Segment Start: Provided data

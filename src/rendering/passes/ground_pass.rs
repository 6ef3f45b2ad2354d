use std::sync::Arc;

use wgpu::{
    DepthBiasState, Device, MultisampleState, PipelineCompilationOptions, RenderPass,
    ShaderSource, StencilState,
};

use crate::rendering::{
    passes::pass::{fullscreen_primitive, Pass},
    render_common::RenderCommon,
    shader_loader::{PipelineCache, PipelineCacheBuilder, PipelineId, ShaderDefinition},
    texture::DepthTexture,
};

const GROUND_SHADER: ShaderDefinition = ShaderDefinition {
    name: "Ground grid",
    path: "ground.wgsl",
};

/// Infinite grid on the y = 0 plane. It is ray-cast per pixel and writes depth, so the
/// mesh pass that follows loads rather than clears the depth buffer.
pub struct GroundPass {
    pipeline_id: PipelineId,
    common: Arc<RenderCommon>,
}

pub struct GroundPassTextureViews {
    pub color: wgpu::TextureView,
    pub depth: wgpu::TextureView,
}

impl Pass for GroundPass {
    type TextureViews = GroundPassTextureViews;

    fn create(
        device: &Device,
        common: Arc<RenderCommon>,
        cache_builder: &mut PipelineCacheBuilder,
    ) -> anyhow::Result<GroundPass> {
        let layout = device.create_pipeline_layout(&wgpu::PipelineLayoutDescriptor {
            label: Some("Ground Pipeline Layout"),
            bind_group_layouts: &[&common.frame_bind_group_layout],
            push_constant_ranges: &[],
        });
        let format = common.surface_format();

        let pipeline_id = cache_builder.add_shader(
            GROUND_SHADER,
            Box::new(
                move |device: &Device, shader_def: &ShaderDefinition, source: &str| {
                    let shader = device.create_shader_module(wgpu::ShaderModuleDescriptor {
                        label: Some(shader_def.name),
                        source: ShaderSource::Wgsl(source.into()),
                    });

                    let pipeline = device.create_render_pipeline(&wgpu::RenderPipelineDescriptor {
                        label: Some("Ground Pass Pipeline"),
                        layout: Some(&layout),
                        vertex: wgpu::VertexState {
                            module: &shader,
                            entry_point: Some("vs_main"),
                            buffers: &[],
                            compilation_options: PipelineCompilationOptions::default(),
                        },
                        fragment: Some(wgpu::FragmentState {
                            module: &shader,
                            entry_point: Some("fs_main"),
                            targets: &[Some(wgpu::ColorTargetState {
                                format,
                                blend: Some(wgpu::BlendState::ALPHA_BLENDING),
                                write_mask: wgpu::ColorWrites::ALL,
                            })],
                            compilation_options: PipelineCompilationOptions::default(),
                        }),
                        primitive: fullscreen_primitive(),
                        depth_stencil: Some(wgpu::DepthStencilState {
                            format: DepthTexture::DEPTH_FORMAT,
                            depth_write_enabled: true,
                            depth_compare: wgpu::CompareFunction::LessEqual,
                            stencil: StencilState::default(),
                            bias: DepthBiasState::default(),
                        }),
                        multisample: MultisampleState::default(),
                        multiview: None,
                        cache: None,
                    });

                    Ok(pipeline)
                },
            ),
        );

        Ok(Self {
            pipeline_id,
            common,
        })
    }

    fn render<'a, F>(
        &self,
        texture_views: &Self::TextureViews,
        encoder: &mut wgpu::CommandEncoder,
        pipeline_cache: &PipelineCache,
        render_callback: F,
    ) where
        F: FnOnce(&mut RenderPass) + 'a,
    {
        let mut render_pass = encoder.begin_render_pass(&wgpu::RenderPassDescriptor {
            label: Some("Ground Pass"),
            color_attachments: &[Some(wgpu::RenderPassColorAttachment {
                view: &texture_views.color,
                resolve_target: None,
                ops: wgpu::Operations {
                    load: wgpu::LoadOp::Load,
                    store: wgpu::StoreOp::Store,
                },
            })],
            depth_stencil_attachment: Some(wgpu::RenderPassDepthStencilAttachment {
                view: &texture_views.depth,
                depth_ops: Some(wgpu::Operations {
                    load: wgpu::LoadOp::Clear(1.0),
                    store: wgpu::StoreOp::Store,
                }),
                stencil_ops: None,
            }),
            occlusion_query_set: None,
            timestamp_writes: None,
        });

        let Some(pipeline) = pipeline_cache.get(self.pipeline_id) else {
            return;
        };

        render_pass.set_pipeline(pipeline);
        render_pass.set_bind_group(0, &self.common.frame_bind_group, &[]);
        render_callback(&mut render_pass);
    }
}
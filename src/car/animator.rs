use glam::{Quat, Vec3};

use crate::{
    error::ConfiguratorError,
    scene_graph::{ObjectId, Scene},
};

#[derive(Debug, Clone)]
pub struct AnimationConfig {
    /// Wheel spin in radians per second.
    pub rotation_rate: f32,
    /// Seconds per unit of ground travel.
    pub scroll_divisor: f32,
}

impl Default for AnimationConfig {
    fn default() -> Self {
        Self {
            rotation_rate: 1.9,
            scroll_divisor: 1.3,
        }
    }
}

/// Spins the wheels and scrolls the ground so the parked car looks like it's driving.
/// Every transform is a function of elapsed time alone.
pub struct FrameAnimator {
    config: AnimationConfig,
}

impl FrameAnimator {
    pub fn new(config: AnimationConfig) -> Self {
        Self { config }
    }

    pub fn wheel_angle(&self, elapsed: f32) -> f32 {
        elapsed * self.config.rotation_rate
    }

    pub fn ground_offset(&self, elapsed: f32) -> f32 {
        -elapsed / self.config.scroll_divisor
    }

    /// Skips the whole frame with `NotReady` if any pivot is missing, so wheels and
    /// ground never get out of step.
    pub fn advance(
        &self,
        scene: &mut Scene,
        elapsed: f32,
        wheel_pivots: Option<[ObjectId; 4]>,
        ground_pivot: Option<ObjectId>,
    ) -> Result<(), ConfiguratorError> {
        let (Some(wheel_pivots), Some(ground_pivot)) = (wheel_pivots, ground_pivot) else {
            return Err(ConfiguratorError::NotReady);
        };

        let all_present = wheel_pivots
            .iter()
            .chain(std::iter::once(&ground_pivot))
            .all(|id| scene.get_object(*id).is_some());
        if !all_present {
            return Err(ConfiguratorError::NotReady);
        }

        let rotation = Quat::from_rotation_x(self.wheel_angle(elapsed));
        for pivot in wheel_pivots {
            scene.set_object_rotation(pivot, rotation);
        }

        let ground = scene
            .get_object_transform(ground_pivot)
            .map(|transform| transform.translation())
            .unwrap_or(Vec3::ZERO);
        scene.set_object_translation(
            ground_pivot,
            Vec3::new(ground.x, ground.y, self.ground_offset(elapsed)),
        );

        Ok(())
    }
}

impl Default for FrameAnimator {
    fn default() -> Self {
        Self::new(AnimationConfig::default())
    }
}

Segment End: Provided data
Segment Start: Provided data

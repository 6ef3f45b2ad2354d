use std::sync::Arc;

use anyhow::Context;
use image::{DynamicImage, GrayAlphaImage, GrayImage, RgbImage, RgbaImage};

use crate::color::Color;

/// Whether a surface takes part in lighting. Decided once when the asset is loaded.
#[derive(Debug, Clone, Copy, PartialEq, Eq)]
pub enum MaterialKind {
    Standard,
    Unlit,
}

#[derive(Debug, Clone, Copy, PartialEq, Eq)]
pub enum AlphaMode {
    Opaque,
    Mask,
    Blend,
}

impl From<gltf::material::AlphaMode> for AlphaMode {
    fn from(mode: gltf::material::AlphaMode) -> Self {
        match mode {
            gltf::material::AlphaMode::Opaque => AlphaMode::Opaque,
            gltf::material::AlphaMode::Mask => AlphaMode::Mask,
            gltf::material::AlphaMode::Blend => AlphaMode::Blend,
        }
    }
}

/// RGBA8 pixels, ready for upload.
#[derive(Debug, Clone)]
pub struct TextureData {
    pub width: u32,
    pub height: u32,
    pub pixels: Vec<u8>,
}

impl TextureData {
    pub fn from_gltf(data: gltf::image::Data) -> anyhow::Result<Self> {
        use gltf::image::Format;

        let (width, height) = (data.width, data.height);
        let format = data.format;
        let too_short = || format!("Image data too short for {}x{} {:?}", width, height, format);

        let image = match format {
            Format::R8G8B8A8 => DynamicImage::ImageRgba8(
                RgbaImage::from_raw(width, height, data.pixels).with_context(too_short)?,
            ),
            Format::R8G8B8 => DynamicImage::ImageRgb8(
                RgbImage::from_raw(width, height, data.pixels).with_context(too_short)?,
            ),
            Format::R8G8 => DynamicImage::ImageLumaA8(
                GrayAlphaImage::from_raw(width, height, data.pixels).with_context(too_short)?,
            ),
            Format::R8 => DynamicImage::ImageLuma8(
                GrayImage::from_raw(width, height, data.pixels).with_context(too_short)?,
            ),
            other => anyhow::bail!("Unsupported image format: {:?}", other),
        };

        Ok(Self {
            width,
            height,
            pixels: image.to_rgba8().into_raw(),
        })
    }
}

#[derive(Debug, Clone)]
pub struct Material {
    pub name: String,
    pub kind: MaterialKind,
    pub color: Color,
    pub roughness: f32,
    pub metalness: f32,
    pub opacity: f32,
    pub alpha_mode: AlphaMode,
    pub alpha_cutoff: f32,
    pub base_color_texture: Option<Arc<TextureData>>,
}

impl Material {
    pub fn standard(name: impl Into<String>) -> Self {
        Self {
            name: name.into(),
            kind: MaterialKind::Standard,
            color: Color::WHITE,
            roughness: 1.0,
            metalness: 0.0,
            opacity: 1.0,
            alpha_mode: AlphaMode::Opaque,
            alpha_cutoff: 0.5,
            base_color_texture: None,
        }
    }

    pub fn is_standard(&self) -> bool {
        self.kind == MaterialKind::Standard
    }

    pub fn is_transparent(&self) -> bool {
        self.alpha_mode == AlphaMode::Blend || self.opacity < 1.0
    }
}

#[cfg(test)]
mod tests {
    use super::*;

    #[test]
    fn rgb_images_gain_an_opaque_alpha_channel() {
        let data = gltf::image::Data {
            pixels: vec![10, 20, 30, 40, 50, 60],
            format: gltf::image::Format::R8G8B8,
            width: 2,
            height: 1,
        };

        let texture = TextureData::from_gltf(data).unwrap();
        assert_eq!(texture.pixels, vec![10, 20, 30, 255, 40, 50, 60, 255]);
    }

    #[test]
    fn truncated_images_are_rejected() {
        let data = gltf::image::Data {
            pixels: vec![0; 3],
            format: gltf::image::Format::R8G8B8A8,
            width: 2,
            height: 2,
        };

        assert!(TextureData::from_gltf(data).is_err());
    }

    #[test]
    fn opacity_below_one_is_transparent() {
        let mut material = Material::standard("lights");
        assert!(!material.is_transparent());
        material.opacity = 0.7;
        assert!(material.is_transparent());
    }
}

Segment End: Provided data

### Exercise description
Search the data above for "anyhow" and copy every line where it turns up.

### Task response
    ) -> anyhow::Result<GroundPass> {
use anyhow::Context;
    pub fn from_gltf(data: gltf::image::Data) -> anyhow::Result<Self> {
            other => anyhow::bail!("Unsupported image format: {:?}", other),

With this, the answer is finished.